REQUIRED ACTION =
In the records below, find the line holding "and file naming." and the line holding "Pattern matching section.". Set down both, with every line between them, exactly.

- - -

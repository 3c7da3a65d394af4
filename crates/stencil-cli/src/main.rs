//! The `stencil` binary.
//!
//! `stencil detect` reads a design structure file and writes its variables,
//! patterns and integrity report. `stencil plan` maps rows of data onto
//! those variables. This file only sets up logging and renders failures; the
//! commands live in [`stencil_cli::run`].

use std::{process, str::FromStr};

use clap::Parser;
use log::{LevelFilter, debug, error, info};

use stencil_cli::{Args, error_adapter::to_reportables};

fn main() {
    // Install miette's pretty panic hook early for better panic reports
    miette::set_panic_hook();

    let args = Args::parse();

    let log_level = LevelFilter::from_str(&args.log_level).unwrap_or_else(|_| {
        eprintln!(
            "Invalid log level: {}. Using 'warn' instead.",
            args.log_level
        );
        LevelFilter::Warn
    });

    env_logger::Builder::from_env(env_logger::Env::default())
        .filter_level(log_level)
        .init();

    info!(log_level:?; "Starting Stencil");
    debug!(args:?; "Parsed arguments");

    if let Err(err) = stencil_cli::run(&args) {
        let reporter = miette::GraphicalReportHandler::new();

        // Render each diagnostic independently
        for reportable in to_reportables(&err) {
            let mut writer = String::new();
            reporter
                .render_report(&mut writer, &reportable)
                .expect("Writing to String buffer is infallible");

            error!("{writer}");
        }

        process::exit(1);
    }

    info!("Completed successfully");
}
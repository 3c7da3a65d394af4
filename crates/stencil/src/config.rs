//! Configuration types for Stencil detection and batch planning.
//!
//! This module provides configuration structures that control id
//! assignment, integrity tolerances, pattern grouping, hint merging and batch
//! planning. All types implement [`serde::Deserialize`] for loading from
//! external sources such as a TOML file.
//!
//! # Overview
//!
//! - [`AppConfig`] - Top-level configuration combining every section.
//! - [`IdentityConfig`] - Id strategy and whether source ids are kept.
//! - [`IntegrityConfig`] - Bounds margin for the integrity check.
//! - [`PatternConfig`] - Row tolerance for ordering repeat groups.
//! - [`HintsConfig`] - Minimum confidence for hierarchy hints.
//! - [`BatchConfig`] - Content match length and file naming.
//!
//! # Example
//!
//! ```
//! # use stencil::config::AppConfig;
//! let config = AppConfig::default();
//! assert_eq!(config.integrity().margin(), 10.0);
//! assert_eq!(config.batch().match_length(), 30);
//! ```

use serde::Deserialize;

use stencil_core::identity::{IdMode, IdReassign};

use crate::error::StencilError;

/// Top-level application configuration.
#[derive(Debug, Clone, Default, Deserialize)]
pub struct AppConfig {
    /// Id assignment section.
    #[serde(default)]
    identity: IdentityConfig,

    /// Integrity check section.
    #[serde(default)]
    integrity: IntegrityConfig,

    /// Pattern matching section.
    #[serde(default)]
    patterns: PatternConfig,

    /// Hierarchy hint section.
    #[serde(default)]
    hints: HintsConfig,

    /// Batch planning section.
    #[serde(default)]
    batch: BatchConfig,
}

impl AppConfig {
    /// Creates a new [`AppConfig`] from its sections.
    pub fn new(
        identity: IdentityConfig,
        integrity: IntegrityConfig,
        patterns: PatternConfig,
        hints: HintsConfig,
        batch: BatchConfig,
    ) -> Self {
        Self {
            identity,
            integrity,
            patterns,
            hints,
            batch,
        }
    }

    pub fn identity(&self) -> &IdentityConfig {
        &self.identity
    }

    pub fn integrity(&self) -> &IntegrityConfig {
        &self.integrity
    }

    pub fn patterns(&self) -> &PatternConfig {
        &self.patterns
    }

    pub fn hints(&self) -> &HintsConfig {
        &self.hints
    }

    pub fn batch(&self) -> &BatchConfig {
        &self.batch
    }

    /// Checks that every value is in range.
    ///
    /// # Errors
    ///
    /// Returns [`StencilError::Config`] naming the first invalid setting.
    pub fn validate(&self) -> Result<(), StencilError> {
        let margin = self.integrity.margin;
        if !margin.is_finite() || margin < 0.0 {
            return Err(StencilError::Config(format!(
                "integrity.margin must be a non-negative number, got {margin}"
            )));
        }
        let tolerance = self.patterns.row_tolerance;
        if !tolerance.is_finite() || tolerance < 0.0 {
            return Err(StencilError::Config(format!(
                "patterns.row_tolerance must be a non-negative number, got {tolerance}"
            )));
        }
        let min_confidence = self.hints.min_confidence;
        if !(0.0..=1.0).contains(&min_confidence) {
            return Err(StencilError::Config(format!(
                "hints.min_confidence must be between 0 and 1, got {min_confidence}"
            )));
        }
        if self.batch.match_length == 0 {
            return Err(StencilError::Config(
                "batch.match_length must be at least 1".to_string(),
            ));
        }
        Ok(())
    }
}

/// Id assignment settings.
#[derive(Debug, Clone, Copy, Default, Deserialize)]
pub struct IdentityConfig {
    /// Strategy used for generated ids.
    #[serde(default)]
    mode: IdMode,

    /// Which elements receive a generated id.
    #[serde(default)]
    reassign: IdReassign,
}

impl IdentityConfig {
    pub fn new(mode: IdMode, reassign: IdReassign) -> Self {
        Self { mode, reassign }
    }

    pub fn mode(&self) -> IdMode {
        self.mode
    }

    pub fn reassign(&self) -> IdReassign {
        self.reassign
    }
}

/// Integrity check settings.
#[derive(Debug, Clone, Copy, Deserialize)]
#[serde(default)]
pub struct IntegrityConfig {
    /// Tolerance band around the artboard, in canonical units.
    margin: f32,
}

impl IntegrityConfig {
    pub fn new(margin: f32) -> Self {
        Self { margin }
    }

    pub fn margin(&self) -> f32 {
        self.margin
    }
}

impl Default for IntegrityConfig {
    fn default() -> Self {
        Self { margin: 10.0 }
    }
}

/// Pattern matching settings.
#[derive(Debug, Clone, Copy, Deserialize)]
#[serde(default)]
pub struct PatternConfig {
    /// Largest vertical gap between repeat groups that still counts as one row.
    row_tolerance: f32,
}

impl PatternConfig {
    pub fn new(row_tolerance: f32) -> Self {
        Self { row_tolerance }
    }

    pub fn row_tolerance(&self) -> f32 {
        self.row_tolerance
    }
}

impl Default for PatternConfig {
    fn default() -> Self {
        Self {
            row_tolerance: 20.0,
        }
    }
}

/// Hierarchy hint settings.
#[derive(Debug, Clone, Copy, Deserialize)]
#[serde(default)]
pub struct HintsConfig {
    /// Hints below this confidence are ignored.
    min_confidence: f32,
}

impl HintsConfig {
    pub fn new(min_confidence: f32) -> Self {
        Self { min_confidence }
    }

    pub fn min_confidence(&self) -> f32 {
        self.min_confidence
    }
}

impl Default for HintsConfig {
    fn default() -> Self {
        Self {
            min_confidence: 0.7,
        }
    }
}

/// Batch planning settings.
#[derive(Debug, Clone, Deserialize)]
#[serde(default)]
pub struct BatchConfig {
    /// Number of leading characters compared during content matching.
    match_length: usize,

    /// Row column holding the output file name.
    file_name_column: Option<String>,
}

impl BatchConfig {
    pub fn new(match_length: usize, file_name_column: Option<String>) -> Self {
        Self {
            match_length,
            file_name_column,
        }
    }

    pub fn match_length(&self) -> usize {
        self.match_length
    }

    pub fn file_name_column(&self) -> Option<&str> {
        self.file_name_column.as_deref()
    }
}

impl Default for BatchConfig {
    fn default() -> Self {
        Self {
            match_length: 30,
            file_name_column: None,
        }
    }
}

- - -

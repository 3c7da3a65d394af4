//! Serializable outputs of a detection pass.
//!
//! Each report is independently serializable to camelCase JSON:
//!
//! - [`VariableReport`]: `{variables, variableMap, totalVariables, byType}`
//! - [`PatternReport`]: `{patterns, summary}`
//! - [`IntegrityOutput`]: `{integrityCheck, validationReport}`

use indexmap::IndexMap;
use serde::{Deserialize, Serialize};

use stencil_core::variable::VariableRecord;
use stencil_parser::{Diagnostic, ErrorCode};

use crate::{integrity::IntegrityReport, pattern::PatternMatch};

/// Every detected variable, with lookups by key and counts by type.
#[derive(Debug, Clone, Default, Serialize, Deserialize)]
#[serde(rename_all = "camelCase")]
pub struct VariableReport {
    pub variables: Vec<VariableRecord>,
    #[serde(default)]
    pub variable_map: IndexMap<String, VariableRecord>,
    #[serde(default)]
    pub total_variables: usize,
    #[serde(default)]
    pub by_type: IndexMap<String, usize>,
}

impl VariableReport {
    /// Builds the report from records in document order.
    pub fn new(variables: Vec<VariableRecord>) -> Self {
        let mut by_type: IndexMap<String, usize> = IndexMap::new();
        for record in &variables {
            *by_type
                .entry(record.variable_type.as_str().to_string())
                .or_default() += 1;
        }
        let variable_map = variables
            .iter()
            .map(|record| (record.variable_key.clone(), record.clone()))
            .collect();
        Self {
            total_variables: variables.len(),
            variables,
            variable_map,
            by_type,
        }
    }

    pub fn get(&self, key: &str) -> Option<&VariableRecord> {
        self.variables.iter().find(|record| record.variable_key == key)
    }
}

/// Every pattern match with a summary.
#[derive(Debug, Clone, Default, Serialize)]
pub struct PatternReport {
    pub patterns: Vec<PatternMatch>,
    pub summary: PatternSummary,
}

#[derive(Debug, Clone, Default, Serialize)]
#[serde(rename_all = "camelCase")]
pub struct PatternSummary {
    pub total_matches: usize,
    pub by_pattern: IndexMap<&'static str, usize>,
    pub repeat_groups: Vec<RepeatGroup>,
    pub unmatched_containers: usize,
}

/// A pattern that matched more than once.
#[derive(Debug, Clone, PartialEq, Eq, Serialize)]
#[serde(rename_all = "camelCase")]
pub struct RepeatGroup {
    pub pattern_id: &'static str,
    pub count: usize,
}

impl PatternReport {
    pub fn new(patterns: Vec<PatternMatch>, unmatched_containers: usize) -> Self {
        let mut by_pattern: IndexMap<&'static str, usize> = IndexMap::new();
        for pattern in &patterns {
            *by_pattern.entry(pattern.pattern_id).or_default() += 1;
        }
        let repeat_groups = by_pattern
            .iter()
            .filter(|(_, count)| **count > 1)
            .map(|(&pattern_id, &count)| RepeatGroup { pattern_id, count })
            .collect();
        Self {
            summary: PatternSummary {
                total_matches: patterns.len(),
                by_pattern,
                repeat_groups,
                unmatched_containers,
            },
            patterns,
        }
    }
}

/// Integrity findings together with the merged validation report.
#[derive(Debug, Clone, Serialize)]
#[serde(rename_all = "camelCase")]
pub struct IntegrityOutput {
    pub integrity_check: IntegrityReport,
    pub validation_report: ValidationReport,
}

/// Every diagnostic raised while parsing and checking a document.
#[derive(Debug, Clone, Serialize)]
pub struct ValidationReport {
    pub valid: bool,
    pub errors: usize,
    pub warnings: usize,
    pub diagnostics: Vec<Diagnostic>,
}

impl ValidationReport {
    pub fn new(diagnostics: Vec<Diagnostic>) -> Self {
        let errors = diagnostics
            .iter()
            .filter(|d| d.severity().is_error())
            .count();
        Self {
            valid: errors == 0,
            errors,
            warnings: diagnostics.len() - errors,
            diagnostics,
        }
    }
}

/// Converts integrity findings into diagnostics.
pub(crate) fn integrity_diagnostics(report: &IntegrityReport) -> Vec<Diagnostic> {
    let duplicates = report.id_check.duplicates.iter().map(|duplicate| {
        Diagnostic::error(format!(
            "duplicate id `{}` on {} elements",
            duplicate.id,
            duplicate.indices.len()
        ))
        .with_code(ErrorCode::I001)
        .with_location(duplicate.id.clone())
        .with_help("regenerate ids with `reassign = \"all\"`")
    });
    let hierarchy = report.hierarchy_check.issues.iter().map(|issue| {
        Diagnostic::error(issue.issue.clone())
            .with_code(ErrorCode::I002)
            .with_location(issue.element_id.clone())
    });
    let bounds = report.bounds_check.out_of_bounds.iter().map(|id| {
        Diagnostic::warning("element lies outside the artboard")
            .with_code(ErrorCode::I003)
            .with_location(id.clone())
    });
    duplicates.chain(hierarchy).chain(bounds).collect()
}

- - -

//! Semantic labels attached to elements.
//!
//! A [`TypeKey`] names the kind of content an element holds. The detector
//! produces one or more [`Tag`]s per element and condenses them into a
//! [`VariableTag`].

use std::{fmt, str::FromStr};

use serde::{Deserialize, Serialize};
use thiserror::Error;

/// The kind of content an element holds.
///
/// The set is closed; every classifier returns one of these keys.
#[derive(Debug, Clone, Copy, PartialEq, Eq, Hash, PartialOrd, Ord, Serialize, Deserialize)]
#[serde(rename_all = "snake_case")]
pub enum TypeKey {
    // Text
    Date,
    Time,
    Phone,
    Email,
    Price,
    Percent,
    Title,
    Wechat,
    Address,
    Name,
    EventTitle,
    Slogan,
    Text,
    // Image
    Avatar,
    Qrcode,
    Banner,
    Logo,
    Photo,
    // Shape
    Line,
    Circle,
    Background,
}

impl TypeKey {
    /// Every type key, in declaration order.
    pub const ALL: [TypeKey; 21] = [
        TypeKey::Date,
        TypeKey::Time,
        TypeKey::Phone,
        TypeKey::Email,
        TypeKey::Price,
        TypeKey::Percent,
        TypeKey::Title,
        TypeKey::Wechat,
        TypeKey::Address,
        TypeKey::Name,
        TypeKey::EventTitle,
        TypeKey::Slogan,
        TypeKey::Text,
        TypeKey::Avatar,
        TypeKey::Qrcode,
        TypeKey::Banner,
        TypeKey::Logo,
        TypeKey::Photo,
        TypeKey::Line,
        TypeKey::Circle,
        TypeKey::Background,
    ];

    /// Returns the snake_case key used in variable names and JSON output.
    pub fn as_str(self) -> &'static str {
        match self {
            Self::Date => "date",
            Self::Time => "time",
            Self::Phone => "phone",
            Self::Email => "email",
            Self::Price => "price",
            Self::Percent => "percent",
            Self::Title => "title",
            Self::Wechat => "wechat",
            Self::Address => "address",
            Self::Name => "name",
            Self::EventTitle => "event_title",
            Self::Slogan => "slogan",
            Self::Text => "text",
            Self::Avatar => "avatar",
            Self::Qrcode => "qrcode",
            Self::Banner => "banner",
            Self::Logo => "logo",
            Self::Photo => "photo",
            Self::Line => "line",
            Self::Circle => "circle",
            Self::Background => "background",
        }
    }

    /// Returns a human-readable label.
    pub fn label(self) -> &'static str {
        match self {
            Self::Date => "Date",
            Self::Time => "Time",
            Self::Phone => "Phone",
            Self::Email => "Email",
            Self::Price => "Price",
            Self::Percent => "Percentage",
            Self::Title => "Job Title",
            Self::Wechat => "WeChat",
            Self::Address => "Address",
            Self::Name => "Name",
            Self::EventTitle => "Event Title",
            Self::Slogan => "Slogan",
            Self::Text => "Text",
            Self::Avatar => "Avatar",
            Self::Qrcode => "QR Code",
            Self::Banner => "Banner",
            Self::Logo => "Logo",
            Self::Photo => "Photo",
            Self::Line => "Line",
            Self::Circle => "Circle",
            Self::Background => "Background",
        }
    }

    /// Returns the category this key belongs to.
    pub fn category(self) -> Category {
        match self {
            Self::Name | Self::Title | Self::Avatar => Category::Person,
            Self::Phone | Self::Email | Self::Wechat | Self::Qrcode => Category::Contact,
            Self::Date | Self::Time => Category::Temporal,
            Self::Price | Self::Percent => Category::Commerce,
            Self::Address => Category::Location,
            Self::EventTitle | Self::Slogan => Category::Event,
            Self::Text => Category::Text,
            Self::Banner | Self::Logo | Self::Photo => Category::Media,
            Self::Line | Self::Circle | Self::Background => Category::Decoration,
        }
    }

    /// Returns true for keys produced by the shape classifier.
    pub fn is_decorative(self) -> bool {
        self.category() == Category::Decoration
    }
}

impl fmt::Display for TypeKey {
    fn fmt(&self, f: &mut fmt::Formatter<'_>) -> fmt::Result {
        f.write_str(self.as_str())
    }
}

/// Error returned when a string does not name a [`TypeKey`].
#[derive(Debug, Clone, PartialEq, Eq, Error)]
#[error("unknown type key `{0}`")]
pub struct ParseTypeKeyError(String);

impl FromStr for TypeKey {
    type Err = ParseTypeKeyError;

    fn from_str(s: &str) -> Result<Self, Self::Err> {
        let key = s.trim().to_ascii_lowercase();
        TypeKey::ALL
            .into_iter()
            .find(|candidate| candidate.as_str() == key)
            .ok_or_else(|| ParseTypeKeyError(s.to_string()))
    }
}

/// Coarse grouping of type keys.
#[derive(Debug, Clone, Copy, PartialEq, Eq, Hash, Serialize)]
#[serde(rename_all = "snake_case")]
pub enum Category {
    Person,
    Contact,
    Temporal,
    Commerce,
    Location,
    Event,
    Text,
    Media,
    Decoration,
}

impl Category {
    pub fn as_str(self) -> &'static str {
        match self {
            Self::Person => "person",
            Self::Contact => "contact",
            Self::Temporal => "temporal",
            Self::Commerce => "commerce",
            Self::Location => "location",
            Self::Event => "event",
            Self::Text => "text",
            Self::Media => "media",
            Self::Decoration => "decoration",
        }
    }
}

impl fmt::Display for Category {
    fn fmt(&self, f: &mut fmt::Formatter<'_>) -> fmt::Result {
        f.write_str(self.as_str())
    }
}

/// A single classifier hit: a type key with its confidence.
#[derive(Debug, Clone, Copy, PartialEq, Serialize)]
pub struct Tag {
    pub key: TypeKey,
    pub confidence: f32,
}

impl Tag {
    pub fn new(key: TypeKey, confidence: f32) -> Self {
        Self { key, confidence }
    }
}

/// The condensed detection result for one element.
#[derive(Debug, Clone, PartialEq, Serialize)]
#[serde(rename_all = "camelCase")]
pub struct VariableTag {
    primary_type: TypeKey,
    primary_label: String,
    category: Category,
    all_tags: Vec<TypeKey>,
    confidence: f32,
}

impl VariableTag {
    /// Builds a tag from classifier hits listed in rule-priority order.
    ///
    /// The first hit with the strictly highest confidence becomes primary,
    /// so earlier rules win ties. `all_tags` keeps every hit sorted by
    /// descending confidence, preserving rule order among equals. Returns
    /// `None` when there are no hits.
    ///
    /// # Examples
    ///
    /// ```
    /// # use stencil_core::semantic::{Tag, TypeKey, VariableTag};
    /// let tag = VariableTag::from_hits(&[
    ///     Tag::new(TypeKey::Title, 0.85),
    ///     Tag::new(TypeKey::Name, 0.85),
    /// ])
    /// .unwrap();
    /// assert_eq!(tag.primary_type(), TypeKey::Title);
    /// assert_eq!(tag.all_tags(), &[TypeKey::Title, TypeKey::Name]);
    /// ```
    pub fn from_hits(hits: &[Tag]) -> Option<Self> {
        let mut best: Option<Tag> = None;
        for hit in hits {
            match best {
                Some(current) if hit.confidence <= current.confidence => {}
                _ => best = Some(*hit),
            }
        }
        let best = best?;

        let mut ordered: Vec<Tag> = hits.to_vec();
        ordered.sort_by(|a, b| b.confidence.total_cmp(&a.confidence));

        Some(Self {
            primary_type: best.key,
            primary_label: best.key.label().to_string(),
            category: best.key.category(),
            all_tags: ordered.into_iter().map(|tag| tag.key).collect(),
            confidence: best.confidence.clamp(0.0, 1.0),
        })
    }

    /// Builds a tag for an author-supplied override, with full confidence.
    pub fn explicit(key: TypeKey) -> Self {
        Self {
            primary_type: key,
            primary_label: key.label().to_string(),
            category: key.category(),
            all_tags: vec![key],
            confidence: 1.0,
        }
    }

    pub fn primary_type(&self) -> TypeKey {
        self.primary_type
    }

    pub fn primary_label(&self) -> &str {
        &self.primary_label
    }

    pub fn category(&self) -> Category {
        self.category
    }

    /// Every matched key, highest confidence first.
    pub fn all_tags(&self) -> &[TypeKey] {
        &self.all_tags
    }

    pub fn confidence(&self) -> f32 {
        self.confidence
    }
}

- - -

SOLUTION FOR THIS PROBLEM =
//! - [`BatchConfig`] - Content match length and file naming.
//!
//! # Example
//!
//! ```
//! # use stencil::config::AppConfig;
//! let config = AppConfig::default();
//! assert_eq!(config.integrity().margin(), 10.0);
//! assert_eq!(config.batch().match_length(), 30);
//! ```

use serde::Deserialize;

use stencil_core::identity::{IdMode, IdReassign};

use crate::error::StencilError;

/// Top-level application configuration.
#[derive(Debug, Clone, Default, Deserialize)]
pub struct AppConfig {
    /// Id assignment section.
    #[serde(default)]
    identity: IdentityConfig,

    /// Integrity check section.
    #[serde(default)]
    integrity: IntegrityConfig,

    /// Pattern matching section.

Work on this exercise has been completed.